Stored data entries
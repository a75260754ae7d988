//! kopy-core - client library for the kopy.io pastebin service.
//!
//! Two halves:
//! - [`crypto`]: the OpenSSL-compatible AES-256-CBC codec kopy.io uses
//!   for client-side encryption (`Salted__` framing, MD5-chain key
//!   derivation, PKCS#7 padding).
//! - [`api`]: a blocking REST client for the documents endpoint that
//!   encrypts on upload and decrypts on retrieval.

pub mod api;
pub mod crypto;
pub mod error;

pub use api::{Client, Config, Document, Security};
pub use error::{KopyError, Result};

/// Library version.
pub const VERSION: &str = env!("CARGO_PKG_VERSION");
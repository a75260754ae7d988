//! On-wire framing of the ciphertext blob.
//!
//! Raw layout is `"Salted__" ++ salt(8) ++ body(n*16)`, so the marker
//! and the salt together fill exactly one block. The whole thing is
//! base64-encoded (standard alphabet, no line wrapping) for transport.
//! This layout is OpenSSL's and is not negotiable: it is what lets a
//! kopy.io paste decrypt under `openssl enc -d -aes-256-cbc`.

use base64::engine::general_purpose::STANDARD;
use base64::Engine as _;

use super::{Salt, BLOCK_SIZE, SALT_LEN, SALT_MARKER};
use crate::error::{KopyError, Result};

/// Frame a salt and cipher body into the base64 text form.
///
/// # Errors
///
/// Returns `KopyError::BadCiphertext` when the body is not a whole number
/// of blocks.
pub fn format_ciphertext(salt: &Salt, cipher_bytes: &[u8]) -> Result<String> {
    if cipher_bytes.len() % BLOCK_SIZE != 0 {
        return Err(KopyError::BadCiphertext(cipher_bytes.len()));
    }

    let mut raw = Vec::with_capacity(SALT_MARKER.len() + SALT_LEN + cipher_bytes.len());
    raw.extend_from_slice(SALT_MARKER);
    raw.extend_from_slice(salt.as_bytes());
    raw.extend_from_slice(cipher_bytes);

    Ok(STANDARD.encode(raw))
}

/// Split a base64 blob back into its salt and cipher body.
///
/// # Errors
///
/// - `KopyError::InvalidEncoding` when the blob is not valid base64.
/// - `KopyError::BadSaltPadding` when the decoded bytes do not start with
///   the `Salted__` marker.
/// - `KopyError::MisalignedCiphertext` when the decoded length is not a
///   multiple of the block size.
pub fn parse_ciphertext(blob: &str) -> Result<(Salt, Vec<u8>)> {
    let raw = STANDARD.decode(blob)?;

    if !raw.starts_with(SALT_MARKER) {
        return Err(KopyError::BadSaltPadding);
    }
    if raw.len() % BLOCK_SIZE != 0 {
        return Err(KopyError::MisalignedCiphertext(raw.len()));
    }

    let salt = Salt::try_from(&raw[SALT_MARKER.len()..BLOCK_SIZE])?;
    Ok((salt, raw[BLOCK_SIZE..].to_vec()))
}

* **TASK GOAL**: Search the records for the word "Result". Copy each line where it appears.

* **WRITTEN RESPONSE**:
pub use error::{KopyError, Result};
use crate::error::{KopyError, Result};
pub fn format_ciphertext(salt: &Salt, cipher_bytes: &[u8]) -> Result<String> {
pub fn parse_ciphertext(blob: &str) -> Result<(Salt, Vec<u8>)> {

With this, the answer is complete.